(What to do)
If a line in the following entries holds the string "Some", include it in the tally. State the total and nothing further.

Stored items
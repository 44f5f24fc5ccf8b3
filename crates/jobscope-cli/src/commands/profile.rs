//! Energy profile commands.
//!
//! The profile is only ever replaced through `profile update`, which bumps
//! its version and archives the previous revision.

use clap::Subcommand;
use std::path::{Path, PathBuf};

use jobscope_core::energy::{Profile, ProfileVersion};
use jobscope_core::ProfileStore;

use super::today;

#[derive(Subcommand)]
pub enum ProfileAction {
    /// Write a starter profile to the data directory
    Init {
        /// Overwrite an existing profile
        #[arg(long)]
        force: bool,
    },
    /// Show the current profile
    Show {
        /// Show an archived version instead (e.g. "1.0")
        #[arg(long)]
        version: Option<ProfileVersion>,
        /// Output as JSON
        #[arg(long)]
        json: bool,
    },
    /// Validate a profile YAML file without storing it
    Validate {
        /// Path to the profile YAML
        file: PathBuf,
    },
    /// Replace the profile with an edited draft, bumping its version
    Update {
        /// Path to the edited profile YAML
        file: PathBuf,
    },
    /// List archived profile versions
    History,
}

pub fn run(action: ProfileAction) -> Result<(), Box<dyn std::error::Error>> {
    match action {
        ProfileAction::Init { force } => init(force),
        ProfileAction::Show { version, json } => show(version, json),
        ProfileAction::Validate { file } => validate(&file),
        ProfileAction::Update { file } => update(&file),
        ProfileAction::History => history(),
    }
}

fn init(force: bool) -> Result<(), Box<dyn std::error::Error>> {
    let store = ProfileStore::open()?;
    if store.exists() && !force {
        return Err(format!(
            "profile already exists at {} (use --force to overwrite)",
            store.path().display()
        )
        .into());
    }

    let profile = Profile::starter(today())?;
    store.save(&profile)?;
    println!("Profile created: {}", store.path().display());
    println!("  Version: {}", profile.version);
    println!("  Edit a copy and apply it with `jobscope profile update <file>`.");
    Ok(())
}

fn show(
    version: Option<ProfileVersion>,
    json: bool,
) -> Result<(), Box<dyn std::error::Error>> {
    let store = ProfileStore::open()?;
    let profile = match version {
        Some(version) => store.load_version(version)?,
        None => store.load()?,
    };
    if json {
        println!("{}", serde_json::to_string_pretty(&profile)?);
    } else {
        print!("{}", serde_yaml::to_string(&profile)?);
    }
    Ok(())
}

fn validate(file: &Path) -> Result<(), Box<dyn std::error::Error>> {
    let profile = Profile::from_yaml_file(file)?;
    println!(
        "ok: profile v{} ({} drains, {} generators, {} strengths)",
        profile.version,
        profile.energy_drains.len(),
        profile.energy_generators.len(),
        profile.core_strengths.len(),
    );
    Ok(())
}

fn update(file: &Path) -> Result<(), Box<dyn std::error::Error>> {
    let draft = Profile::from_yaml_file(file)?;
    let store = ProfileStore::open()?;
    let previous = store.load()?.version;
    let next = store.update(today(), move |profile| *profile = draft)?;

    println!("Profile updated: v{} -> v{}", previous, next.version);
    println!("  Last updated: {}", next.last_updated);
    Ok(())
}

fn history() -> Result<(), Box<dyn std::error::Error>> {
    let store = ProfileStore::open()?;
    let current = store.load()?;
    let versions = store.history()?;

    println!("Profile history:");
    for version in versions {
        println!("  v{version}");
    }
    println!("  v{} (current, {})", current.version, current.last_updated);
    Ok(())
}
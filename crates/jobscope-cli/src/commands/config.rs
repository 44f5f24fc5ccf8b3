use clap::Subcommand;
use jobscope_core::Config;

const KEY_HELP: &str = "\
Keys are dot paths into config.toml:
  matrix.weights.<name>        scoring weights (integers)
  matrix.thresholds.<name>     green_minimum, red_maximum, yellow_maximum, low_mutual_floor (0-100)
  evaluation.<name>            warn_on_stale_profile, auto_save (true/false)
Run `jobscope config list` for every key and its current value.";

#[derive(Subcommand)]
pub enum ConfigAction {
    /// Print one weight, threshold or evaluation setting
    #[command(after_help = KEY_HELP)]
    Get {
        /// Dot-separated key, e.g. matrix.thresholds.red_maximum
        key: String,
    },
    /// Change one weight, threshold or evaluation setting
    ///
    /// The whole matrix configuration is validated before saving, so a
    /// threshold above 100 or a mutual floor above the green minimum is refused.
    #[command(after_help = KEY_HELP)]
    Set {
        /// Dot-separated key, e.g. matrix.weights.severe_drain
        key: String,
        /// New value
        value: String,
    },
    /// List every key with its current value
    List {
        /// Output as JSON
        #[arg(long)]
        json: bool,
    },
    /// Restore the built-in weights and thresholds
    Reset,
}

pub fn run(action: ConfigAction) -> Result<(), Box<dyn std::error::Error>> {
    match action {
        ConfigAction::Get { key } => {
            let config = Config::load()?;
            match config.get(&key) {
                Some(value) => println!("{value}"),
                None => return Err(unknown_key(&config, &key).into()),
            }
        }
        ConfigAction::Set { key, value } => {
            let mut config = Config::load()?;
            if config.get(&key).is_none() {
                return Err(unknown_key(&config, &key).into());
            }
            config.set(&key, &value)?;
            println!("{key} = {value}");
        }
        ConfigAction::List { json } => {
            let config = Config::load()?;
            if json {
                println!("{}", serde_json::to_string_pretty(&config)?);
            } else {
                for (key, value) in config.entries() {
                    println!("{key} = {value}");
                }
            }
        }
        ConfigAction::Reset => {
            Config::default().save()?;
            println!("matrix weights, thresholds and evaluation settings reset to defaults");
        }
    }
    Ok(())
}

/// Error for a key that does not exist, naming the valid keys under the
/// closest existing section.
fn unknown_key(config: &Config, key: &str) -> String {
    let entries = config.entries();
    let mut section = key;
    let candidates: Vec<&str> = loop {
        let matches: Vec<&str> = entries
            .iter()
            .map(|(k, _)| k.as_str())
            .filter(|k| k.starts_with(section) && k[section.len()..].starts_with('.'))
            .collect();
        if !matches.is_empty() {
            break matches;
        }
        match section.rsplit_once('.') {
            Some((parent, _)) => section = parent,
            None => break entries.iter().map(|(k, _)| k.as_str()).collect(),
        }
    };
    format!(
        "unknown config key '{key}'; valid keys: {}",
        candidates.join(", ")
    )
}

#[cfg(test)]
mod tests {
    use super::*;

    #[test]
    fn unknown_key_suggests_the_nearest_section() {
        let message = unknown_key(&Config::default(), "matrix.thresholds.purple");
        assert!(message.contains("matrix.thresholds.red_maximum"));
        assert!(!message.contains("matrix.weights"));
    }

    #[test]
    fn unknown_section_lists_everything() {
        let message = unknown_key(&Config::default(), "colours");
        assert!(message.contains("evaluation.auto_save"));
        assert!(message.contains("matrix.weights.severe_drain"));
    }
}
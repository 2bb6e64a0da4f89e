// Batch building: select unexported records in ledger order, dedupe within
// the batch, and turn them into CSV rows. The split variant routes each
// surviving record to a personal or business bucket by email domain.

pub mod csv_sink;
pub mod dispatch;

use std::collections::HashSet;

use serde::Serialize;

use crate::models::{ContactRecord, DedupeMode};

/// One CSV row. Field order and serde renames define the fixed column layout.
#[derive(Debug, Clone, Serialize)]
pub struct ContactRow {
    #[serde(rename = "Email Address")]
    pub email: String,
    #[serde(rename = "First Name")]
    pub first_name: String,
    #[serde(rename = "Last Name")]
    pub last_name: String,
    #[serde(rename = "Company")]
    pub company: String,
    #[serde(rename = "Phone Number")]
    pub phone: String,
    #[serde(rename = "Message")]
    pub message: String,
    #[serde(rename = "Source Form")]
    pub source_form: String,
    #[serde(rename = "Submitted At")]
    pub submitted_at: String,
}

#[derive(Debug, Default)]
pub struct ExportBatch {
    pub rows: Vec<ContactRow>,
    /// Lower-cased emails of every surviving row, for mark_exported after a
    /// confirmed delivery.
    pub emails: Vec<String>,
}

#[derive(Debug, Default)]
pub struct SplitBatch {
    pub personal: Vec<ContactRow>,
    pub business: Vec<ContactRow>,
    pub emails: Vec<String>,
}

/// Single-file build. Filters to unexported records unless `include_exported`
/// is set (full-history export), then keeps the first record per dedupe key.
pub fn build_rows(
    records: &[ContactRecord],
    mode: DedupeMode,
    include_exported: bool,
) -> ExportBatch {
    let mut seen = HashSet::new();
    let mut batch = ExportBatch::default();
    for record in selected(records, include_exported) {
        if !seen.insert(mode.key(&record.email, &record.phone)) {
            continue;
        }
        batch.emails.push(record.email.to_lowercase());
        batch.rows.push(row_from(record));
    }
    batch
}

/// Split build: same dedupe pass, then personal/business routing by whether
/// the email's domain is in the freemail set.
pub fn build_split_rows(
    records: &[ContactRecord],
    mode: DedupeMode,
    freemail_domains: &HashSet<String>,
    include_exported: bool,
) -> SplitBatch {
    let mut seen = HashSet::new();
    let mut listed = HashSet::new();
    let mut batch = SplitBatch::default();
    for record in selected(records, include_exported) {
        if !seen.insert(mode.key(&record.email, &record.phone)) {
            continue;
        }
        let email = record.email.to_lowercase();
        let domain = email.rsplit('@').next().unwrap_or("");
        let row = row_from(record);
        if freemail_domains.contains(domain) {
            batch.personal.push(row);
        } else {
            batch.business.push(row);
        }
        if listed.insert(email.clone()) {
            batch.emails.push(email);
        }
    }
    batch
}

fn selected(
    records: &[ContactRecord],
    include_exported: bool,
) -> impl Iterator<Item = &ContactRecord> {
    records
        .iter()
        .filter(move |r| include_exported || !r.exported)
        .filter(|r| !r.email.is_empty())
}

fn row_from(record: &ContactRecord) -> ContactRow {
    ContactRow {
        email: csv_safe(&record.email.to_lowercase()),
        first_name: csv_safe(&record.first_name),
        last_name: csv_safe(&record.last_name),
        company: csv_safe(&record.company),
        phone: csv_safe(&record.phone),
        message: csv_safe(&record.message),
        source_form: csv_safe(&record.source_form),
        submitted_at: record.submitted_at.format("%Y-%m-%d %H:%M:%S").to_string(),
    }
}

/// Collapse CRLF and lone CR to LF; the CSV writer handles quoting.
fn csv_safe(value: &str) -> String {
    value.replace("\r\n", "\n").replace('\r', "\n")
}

--

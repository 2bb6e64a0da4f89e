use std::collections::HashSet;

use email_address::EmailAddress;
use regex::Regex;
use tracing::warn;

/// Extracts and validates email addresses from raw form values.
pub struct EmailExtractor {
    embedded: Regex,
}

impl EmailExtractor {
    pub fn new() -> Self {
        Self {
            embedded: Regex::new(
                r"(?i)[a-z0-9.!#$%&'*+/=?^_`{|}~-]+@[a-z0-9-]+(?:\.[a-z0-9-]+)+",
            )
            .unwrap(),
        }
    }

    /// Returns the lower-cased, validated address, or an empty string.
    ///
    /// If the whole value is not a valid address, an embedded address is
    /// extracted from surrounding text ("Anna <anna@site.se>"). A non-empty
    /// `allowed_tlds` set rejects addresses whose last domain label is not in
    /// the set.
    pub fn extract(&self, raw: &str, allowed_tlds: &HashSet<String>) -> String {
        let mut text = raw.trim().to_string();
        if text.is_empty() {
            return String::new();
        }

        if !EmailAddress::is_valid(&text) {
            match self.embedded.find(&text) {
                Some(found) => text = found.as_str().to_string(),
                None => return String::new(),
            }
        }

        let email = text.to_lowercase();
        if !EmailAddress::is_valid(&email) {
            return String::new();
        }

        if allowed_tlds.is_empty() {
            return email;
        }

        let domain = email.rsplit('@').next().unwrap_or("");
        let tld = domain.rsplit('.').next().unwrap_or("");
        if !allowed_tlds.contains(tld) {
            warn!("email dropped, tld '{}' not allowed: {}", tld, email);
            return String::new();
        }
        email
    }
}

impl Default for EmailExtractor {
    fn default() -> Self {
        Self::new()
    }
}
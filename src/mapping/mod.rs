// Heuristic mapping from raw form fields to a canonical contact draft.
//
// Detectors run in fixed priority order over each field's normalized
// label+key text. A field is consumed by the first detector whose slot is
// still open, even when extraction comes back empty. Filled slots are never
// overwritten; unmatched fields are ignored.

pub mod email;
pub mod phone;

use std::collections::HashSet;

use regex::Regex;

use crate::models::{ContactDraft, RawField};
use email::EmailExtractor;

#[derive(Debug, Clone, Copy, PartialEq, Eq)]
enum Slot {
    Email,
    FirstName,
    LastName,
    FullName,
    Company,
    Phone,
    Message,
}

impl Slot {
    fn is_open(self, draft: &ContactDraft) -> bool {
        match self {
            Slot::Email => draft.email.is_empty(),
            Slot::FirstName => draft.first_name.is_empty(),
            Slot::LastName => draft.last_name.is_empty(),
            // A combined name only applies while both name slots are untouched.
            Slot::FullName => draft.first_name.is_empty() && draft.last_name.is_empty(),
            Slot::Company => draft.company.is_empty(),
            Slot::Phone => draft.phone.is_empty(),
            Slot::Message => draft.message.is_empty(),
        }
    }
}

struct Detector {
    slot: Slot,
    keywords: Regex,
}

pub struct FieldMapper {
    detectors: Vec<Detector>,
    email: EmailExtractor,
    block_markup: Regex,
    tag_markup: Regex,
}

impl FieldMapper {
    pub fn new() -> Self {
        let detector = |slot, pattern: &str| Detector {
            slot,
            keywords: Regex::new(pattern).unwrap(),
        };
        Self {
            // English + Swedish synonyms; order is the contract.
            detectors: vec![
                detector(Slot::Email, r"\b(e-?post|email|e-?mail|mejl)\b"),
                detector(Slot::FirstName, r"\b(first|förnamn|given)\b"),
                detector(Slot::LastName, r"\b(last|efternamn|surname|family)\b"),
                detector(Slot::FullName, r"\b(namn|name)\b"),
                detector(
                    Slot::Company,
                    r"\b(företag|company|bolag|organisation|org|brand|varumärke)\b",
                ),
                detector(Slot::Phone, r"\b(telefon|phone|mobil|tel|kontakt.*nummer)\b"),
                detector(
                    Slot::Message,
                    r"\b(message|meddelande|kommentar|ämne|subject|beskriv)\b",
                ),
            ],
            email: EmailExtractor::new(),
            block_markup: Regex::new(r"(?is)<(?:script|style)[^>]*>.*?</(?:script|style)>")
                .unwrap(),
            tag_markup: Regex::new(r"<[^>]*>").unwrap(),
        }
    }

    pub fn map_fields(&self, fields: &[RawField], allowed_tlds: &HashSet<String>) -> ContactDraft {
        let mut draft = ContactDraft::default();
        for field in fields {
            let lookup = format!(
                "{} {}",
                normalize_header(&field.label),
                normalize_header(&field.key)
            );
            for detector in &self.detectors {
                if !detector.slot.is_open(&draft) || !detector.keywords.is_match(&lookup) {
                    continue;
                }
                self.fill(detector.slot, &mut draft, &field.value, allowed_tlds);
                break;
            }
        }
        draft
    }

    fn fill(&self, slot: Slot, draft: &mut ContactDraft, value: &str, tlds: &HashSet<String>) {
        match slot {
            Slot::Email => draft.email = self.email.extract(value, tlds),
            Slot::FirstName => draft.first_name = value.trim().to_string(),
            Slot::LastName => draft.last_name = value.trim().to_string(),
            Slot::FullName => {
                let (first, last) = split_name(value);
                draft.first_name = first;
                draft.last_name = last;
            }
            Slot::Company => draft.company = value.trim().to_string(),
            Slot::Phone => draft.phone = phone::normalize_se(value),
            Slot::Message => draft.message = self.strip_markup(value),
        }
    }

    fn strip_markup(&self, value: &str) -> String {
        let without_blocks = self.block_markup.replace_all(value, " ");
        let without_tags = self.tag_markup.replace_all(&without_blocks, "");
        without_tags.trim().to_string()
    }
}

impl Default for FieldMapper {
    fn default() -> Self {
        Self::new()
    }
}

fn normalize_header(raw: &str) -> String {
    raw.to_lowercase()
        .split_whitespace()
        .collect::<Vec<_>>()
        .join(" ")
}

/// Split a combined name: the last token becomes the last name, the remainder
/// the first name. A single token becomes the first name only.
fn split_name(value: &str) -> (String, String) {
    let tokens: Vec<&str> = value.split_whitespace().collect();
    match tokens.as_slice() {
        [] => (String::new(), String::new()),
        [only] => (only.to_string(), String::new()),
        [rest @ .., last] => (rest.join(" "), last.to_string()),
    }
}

(Answer for the task)
4